* [DATA SHOWN]

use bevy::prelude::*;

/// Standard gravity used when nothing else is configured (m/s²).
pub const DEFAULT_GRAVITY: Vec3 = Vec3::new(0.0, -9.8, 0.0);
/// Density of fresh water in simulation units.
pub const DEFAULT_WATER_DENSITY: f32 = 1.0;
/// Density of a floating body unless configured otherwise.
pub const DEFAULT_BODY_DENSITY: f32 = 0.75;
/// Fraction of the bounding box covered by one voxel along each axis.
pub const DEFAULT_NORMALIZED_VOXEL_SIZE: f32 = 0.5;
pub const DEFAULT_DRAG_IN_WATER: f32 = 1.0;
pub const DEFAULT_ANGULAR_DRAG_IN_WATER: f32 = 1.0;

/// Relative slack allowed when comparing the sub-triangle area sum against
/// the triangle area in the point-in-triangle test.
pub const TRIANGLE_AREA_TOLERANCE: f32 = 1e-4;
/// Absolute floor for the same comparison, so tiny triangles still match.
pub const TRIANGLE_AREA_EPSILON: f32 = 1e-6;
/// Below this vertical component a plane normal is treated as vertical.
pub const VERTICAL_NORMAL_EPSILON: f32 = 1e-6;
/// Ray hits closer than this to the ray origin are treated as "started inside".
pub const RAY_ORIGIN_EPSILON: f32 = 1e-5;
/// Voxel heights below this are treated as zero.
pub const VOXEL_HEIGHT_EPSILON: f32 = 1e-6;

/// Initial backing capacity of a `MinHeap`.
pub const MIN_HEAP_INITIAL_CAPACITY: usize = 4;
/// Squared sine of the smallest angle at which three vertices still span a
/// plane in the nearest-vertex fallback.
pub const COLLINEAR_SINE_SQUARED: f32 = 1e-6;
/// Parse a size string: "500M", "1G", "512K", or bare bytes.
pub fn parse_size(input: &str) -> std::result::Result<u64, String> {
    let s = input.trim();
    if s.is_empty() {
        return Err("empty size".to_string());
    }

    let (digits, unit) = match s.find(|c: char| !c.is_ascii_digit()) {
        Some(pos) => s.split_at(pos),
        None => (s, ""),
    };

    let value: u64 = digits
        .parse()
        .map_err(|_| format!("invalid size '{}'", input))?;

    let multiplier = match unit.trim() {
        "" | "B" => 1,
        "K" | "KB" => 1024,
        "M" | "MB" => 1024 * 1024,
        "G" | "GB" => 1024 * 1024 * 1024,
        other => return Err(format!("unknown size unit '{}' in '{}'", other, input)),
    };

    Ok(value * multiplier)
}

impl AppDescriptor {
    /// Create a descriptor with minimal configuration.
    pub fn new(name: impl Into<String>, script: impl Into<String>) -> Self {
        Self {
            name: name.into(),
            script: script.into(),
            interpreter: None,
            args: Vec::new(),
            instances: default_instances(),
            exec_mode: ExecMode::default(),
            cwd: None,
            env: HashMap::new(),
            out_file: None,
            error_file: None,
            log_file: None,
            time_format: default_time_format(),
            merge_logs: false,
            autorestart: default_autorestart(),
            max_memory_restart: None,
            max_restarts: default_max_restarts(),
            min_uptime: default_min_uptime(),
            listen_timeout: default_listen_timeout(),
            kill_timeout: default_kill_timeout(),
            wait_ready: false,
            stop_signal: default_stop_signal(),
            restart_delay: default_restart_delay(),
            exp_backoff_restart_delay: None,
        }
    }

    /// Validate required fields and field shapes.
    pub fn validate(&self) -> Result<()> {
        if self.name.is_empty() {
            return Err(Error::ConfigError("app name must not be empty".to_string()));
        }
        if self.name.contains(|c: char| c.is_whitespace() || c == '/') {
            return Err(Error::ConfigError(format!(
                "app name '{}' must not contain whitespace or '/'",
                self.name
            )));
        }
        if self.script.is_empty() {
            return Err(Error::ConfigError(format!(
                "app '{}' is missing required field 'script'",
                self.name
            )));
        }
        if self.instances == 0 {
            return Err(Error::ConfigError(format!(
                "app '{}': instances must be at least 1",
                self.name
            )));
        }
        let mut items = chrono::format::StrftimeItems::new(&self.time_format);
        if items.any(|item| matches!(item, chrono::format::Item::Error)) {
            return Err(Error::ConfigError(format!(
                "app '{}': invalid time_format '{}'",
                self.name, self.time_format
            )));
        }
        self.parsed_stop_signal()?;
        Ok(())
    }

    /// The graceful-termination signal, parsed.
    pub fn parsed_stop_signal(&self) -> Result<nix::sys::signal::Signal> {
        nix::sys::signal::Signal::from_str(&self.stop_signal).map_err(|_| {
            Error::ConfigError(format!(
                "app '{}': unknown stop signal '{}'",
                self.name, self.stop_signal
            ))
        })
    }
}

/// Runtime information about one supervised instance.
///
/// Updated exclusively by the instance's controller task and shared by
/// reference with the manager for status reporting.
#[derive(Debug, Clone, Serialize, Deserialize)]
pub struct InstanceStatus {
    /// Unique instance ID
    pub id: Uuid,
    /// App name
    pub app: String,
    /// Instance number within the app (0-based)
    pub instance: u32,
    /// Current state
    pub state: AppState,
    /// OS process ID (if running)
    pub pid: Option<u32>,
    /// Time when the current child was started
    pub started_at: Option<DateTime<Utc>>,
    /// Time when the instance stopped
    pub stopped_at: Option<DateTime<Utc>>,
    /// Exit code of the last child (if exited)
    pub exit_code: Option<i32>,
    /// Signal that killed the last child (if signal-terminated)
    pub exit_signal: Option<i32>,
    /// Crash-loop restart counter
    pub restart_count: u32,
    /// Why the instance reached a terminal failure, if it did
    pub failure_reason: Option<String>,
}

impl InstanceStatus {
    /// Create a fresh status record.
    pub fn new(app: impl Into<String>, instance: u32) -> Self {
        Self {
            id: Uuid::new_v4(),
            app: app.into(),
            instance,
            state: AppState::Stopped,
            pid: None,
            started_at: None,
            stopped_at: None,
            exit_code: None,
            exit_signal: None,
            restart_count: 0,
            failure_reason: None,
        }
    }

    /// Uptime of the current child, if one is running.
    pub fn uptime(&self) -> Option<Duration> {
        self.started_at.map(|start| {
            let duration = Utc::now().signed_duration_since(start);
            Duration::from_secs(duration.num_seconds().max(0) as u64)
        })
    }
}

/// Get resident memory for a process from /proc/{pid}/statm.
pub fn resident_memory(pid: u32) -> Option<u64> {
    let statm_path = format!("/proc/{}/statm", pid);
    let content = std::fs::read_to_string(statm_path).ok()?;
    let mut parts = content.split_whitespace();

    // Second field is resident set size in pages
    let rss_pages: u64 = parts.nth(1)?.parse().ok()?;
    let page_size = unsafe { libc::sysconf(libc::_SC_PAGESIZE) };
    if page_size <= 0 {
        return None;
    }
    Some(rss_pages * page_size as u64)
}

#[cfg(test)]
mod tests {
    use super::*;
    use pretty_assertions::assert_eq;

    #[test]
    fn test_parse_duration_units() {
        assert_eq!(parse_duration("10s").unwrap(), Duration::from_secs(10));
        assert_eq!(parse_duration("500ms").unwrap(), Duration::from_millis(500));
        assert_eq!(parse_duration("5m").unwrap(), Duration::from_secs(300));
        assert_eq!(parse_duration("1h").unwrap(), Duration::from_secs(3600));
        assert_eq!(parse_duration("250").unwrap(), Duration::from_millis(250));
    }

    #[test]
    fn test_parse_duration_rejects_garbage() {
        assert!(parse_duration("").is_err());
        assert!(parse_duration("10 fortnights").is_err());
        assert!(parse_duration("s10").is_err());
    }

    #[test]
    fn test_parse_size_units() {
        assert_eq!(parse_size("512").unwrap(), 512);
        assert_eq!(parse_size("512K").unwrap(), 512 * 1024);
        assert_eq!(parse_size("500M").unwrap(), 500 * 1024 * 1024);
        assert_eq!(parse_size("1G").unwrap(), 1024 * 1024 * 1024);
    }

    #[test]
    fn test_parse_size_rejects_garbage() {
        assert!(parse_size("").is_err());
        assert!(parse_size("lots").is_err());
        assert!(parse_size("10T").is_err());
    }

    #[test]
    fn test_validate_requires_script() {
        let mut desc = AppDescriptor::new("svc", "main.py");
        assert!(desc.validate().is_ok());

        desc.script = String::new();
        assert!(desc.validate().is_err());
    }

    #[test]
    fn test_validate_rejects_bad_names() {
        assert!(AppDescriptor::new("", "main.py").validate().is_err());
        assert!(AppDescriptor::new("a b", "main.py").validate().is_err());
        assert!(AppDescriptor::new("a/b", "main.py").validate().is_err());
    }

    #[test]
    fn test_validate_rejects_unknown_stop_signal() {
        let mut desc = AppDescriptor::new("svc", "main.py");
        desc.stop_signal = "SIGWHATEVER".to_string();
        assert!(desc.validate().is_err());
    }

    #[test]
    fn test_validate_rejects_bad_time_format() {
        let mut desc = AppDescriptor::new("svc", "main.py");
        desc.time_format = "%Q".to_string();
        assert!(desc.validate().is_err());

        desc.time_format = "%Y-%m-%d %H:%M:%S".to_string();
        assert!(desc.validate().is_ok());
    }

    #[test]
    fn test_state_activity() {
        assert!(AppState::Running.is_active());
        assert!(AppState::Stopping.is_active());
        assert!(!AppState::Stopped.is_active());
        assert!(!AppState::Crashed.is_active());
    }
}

* [EXERCISE INSTRUCTIONS]
Give back the listing exactly, please, from its first line to the line containing "pub const TRIANGLE_AREA_TOLERANCE: f32", inclusive, and nothing past that line.

* [EXERCISE SOLUTION]
use bevy::prelude::*;

/// Standard gravity used when nothing else is configured (m/s²).
pub const DEFAULT_GRAVITY: Vec3 = Vec3::new(0.0, -9.8, 0.0);
/// Density of fresh water in simulation units.
pub const DEFAULT_WATER_DENSITY: f32 = 1.0;
/// Density of a floating body unless configured otherwise.
pub const DEFAULT_BODY_DENSITY: f32 = 0.75;
/// Fraction of the bounding box covered by one voxel along each axis.
pub const DEFAULT_NORMALIZED_VOXEL_SIZE: f32 = 0.5;
pub const DEFAULT_DRAG_IN_WATER: f32 = 1.0;
pub const DEFAULT_ANGULAR_DRAG_IN_WATER: f32 = 1.0;

/// Relative slack allowed when comparing the sub-triangle area sum against
/// the triangle area in the point-in-triangle test.
pub const TRIANGLE_AREA_TOLERANCE: f32 = 1e-4;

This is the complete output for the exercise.